You could take this act even farther by thinking of 5 people who have had a profound impact on your life. Choose one and write a thank you letter expressing your gratitude and appreciation for all the gifts you’ve received from that person. If possible, deliver your letter in person.

We all crave appreciation and recognition. In studies of people who have practiced this form of gratitude, the recipient of the letter often had no idea what an impact he or she had had on another person and were deeply touched by the expression of such authentic gratitude.

3. Take A Gratitude Walk

This is one of my personal favorites and is particularly useful when you’re feeling down or filled with stress and worry. Set aside as much time as you can get away with (at least 10 minutes but the longer the better) and go for a walk; in your neighborhood, around the block at work, through a park, or somewhere in nature is ideal.

As you walk, consider all the things you are grateful for; nurturing relationships, a body that allows you to go for a walk, the fresh air that is filling your lungs, the beauty around you that you are able to see. If dark or negative thoughts pop up, simply notice them, take a deep breath, and return to the moment. Notice everything that you see, hear, feel, or smell, and take note of how many things you can be grateful for.

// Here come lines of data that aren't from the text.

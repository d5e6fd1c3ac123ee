//! Configuration loader

use serde::{Deserialize, Serialize};
use std::fs;
use std::path::{Path, PathBuf};

use crate::error::{ConfigError, RepoAuditError};
use crate::state::DEFAULT_STATE_PATH;

pub const CONFIG_FILENAME: &str = ".repoaudit.toml";

const DEFAULT_RULES_FILE: &str = "rules.yml";

/// Main configuration structure
#[derive(Debug, Clone, PartialEq, Eq, Serialize, Deserialize)]
pub struct Config {
    /// GitHub organization or user whose repositories are audited
    #[serde(default, skip_serializing_if = "Option::is_none")]
    pub owner: Option<String>,

    /// Rule definitions file (YAML)
    #[serde(default = "default_rules")]
    pub rules: PathBuf,

    /// Where the latest audit run is stored
    #[serde(default = "default_storage")]
    pub storage: String,

    /// Optional supplementary annotations file (YAML)
    #[serde(default, skip_serializing_if = "Option::is_none")]
    pub appends: Option<PathBuf>,

    /// Read repositories from this JSON file instead of GitHub
    #[serde(default, skip_serializing_if = "Option::is_none")]
    pub repositories: Option<PathBuf>,
}

fn default_rules() -> PathBuf {
    PathBuf::from(DEFAULT_RULES_FILE)
}

fn default_storage() -> String {
    DEFAULT_STATE_PATH.to_string()
}

impl Default for Config {
    fn default() -> Self {
        Self {
            owner: None,
            rules: default_rules(),
            storage: default_storage(),
            appends: None,
            repositories: None,
        }
    }
}

impl Config {
    /// Load configuration from the given file, or from `.repoaudit.toml` in the
    /// current directory if it exists, or fall back to defaults
    pub fn load_or_default(path: Option<&Path>) -> Result<Self, RepoAuditError> {
        if let Some(path) = path {
            return Self::load_from_file(path);
        }

        let config_path = Path::new(CONFIG_FILENAME);
        if config_path.exists() {
            Self::load_from_file(config_path)
        } else {
            tracing::debug!("No {} found, using defaults", CONFIG_FILENAME);
            Ok(Self::default())
        }
    }

    /// Load configuration from a specific file
    pub fn load_from_file(path: &Path) -> Result<Self, RepoAuditError> {
        let content = fs::read_to_string(path).map_err(|e| {
            RepoAuditError::Config(ConfigError::FileRead {
                path: path.display().to_string(),
                source: e,
            })
        })?;

        toml::from_str(&content).map_err(Into::into)
    }

    /// Serialize configuration to TOML
    pub fn to_toml(&self) -> Result<String, RepoAuditError> {
        toml::to_string_pretty(self).map_err(Into::into)
    }

    /// The configured owner, or an error naming the missing key
    pub fn require_owner(&self) -> Result<&str, RepoAuditError> {
        self.owner.as_deref().ok_or_else(|| {
            RepoAuditError::Config(ConfigError::MissingSetting {
                key: "owner".to_string(),
            })
        })
    }
}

This is a powerful tool to shift your mood and open yourself to the abundance that is right in front of you.

4. Add A Gratitude Meditation

If you already have a meditation practice, I encourage you to add this one into the rotation. And if you’re new to meditation, give it a try and see how it feels.

Start by getting into a comfortable position, closing your eyes, and relaxing your body. Take several deep belly breaths to help relax your body and your mind. Then ask the question “what am I truly grateful for”.

Take whatever comes to mind first and build on that thought. Expand on the story of this positive experience or memory and try to visualize it. Keep the experience in your mind as long as possible, breathing into it and allowing it to sink in and embed positivity into your brain.

With each gratitude meditation you will begin to build a repertoire of positive experiences that overtime will shape and transform your brain.

Take Home Message

If you want more happiness, joy, and energy, gratitude is clearly an essential quality to cultivate. It opens your heart (and brain) and can move you from limitation and fear to expansion and love. When you appreciate something, your ego moves out of the way allowing you to connect with your soul and flow in harmony with the universe.

The universal law of attraction says that you will attract into your life the things you think about and focus on. When you are consciously aware of your blessings, and are grateful for them, you are focusing more clearly on what you do want in your life and, ultimately, are attracting more of those things into your life.

Even just starting your day with a thought of what you are most grateful for can set the intention and begin to transform the way you see and move through the world.